(Stored data)
☆ ☆ ☆ ☆

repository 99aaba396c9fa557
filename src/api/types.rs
use serde::{Deserialize, Serialize};

use crate::domain::{AnimeId, Platform};
use crate::models::EpisodeDetection;

#[derive(Debug, Serialize)]
pub struct ApiResponse<T> {
    pub success: bool,
    #[serde(skip_serializing_if = "Option::is_none")]
    pub data: Option<T>,
    #[serde(skip_serializing_if = "Option::is_none")]
    pub error: Option<String>,
}

impl<T> ApiResponse<T> {
    pub const fn success(data: T) -> Self {
        Self {
            success: true,
            data: Some(data),
            error: None,
        }
    }

    pub fn error(message: impl Into<String>) -> Self {
        Self {
            success: false,
            data: None,
            error: Some(message.into()),
        }
    }
}

/// Payload posted by the browser extension for the video it is playing.
///
/// Playback position fields are accepted for compatibility and only logged.
#[derive(Debug, Clone, Default, Deserialize)]
#[serde(rename_all = "camelCase")]
pub struct ExtensionEvent {
    pub platform: Option<String>,
    pub title: Option<String>,
    pub overall_episode: Option<u32>,
    pub season_number: Option<u32>,
    pub season_episode: Option<u32>,
    pub url: Option<String>,
    pub watched_seconds: Option<f64>,
    pub duration_seconds: Option<f64>,
    pub progress: Option<f64>,
    pub completed_at: Option<String>,
}

impl ExtensionEvent {
    /// Converts into a detection, or names the missing required field.
    pub fn into_detection(self) -> Result<EpisodeDetection, &'static str> {
        let platform = self
            .platform
            .filter(|p| !p.trim().is_empty())
            .ok_or("platform is required")?;
        let title = self
            .title
            .filter(|t| !t.trim().is_empty())
            .ok_or("title is required")?;

        Ok(EpisodeDetection {
            platform: Platform::from_name(&platform),
            raw_title: title,
            overall_episode: self.overall_episode,
            season_number: self.season_number,
            season_episode: self.season_episode,
            url: self.url,
        }
        .with_usable_numbers())
    }
}

/// Reply format the extension expects.
#[derive(Debug, Serialize)]
pub struct ExtensionAck {
    pub ok: bool,
    #[serde(skip_serializing_if = "Option::is_none")]
    pub error: Option<String>,
}

impl ExtensionAck {
    #[must_use]
    pub const fn ok() -> Self {
        Self {
            ok: true,
            error: None,
        }
    }

    pub fn error(message: impl Into<String>) -> Self {
        Self {
            ok: false,
            error: Some(message.into()),
        }
    }
}

#[derive(Debug, Deserialize)]
#[serde(rename_all = "camelCase")]
pub struct ResolveRequest {
    pub anime_id: AnimeId,
}

#[derive(Debug, Serialize)]
#[serde(rename_all = "camelCase")]
pub struct HealthDto {
    pub status: &'static str,
    pub version: &'static str,
    pub uptime_seconds: u64,
    pub database: bool,
    pub pending_disambiguations: usize,
}

#[cfg(test)]
mod tests {
    use super::*;

    #[test]
    fn test_extension_event_into_detection() {
        let event: ExtensionEvent = serde_json::from_str(
            r#"{"platform":"9anime","title":"Frieren","overallEpisode":14,"seasonNumber":2,"watchedSeconds":12.5}"#,
        )
        .unwrap();
        let detection = event.into_detection().unwrap();
        assert_eq!(detection.platform, Platform::NineAnime);
        assert_eq!(detection.overall_episode, Some(14));
        assert_eq!(detection.season_number, Some(2));
    }

    #[test]
    fn test_extension_event_requires_fields() {
        let missing_title = ExtensionEvent {
            platform: Some("netflix".to_string()),
            title: Some("  ".to_string()),
            ..ExtensionEvent::default()
        };
        assert_eq!(missing_title.into_detection(), Err("title is required"));

        let missing_platform = ExtensionEvent {
            title: Some("Show".to_string()),
            ..ExtensionEvent::default()
        };
        assert_eq!(missing_platform.into_detection(), Err("platform is required"));
    }

    #[test]
    fn test_extension_event_drops_unusable_episodes() {
        let event: ExtensionEvent = serde_json::from_str(
            r#"{"platform":"crunchyroll","title":"Frieren","overallEpisode":4294967295,"seasonEpisode":0}"#,
        )
        .unwrap();
        let detection = event.into_detection().unwrap();
        assert_eq!(detection.overall_episode, None);
        assert_eq!(detection.season_episode, None);
        assert!(!detection.has_episode());
    }
}
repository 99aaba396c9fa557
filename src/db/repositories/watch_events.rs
use super::{format_timestamp, from_db_count, parse_timestamp, to_db_count};
use crate::constants::limits::WATCH_EVENT_BATCH_SIZE;
use crate::domain::{AnimeId, WatchSource};
use crate::entities::{prelude::*, watch_events};
use crate::models::WatchEvent;
use anyhow::{Result, anyhow};
use sea_orm::{
    ColumnTrait, ConnectionTrait, DatabaseConnection, EntityTrait, QueryFilter, QueryOrder,
    QuerySelect, Set,
};

pub struct WatchEventRepository {
    conn: DatabaseConnection,
}

impl WatchEventRepository {
    #[must_use]
    pub const fn new(conn: DatabaseConnection) -> Self {
        Self { conn }
    }

    /// Most recent events first.
    pub async fn recent(&self, limit: u64) -> Result<Vec<WatchEvent>> {
        let rows = WatchEvents::find()
            .order_by_desc(watch_events::Column::WatchedAt)
            .order_by_desc(watch_events::Column::Id)
            .limit(limit)
            .all(&self.conn)
            .await?;

        rows.into_iter().map(map_model).collect()
    }

    /// Events of one anime in the order they were recorded.
    pub async fn for_anime(&self, anime_id: AnimeId) -> Result<Vec<WatchEvent>> {
        let rows = WatchEvents::find()
            .filter(watch_events::Column::AnimeId.eq(anime_id.value()))
            .order_by_asc(watch_events::Column::Id)
            .all(&self.conn)
            .await?;

        rows.into_iter().map(map_model).collect()
    }
}

/// Inserts `events` in statements of at most [`WATCH_EVENT_BATCH_SIZE`] rows.
pub(crate) async fn insert_many<C: ConnectionTrait>(conn: &C, events: &[WatchEvent]) -> Result<()> {
    for chunk in events.chunks(WATCH_EVENT_BATCH_SIZE) {
        let models = chunk.iter().map(|event| watch_events::ActiveModel {
            anime_id: Set(event.anime_id.value()),
            episode_number: Set(to_db_count(event.episode_number)),
            source: Set(event.source.as_str().to_string()),
            watched_at: Set(format_timestamp(&event.timestamp)),
            ..Default::default()
        });

        WatchEvents::insert_many(models).exec(conn).await?;
    }
    Ok(())
}

fn map_model(model: watch_events::Model) -> Result<WatchEvent> {
    let source: WatchSource = model.source.parse().map_err(|e: String| anyhow!(e))?;

    Ok(WatchEvent {
        anime_id: AnimeId::new(model.anime_id),
        episode_number: from_db_count(model.episode_number),
        timestamp: parse_timestamp(&model.watched_at)?,
        source,
    })
}
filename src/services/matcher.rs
//! Finds the library entry a detected title refers to.
//!
//! Order: human-confirmed title mapping, exact title equality, then
//! season-filtered containment with the closest title length winning. A
//! season-1 title never matches an entry carrying a season 2+ marker and
//! vice versa.

use crate::models::{LibraryEntry, TitleMapping};
use crate::parser::{
    extract_season_number, normalize_for_matching, season_of_titles, strip_season_markers,
};

/// How a match was found.
#[derive(Debug, Clone, Copy, PartialEq, Eq)]
pub enum MatchKind {
    Mapping,
    Exact,
    Fuzzy,
}

#[derive(Debug, Clone, Copy, PartialEq, Eq)]
pub struct LibraryMatch<'a> {
    pub entry: &'a LibraryEntry,
    pub kind: MatchKind,
}

/// Matches `raw_title` against the library.
///
/// `season_hint` is an explicit season from the detection source; without
/// one the season is read from the title itself.
#[must_use]
pub fn find_match<'a>(
    raw_title: &str,
    season_hint: Option<u32>,
    library: &'a [LibraryEntry],
    mappings: &[TitleMapping],
) -> Option<LibraryMatch<'a>> {
    let key = TitleMapping::key_for(raw_title);
    if key.is_empty() {
        return None;
    }

    let mapping_key = TitleMapping::key_with_season(raw_title, season_hint);
    if let Some(mapping) = mappings.iter().find(|m| m.raw_title_key == mapping_key)
        && let Some(entry) = library.iter().find(|e| e.id == mapping.anime_id)
    {
        return Some(LibraryMatch {
            entry,
            kind: MatchKind::Mapping,
        });
    }

    let wanted_season = season_hint
        .or_else(|| extract_season_number(raw_title))
        .unwrap_or(1);

    // An exact title hit still has to agree with an explicit season hint.
    if let Some(entry) = library.iter().find(|e| {
        e.titles().any(|t| t.trim().to_lowercase() == key)
            && (season_hint.is_none() || entry_season(e) == wanted_season)
    }) {
        return Some(LibraryMatch {
            entry,
            kind: MatchKind::Exact,
        });
    }

    let needle = base_title(raw_title);
    if needle.is_empty() {
        return None;
    }

    library
        .iter()
        .filter(|e| entry_season(e) == wanted_season)
        .filter_map(|e| {
            e.titles()
                .filter_map(|t| {
                    let candidate = base_title(t);
                    let contains = !candidate.is_empty()
                        && (candidate.contains(&needle) || needle.contains(&candidate));
                    contains.then(|| candidate.len().abs_diff(needle.len()))
                })
                .min()
                .map(|distance| (distance, e))
        })
        .min_by_key(|(distance, _)| *distance)
        .map(|(_, entry)| LibraryMatch {
            entry,
            kind: MatchKind::Fuzzy,
        })
}

/// Normalized title without its season marker; seasons are compared
/// separately.
fn base_title(title: &str) -> String {
    normalize_for_matching(&strip_season_markers(title))
}

/// Season an entry represents, read from its title fields.
#[must_use]
pub fn entry_season(entry: &LibraryEntry) -> u32 {
    season_of_titles(entry.titles())
}
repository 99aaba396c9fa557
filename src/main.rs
use shiori::{Config, run};

#[global_allocator]
static GLOBAL: mimalloc::MiMalloc = mimalloc::MiMalloc;

fn main() -> anyhow::Result<()> {
    let config = Config::load()?;
    let worker_threads = config.general.worker_threads;

    let mut builder = tokio::runtime::Builder::new_multi_thread();
    builder.enable_all();

    if worker_threads > 0 {
        builder.worker_threads(worker_threads);
    }

    let runtime = builder.build()?;
    runtime.block_on(run())
}
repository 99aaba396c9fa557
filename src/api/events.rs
use axum::{
    Router,
    extract::State,
    response::sse::{Event, KeepAlive, Sse},
    routing::get,
};
use futures::stream::{self, Stream};
use std::{convert::Infallible, sync::Arc, time::Duration};
use tokio::sync::broadcast;
use tracing::warn;

use crate::api::AppState;

pub fn router() -> Router<Arc<AppState>> {
    Router::new().route("/events", get(sse_handler))
}

async fn sse_handler(
    State(state): State<Arc<AppState>>,
) -> Sse<impl Stream<Item = Result<Event, Infallible>>> {
    let rx = state.event_bus().subscribe();

    let stream = stream::unfold(rx, |mut rx| async move {
        match rx.recv().await {
            Ok(event) => {
                let json = serde_json::to_string(&event).unwrap_or_default();
                Some((Ok(Event::default().data(json)), rx))
            }
            Err(broadcast::error::RecvError::Lagged(count)) => {
                warn!("Client lagged by {} messages", count);

                Some((
                    Ok(Event::default().event("warning").data("Missed some events")),
                    rx,
                ))
            }
            Err(broadcast::error::RecvError::Closed) => None,
        }
    });

    Sse::new(stream).keep_alive(KeepAlive::new().interval(Duration::from_secs(15)))
}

☆ ☆ ☆ ☆

__TRY IT__
Gather from the entries above all lines that include the string "Frieren".

__WRITTEN RESPONSE__
            r#"{"platform":"9anime","title":"Frieren","overallEpisode":14,"seasonNumber":2,"watchedSeconds":12.5}"#,
            r#"{"platform":"crunchyroll","title":"Frieren","overallEpisode":4294967295,"seasonEpisode":0}"#,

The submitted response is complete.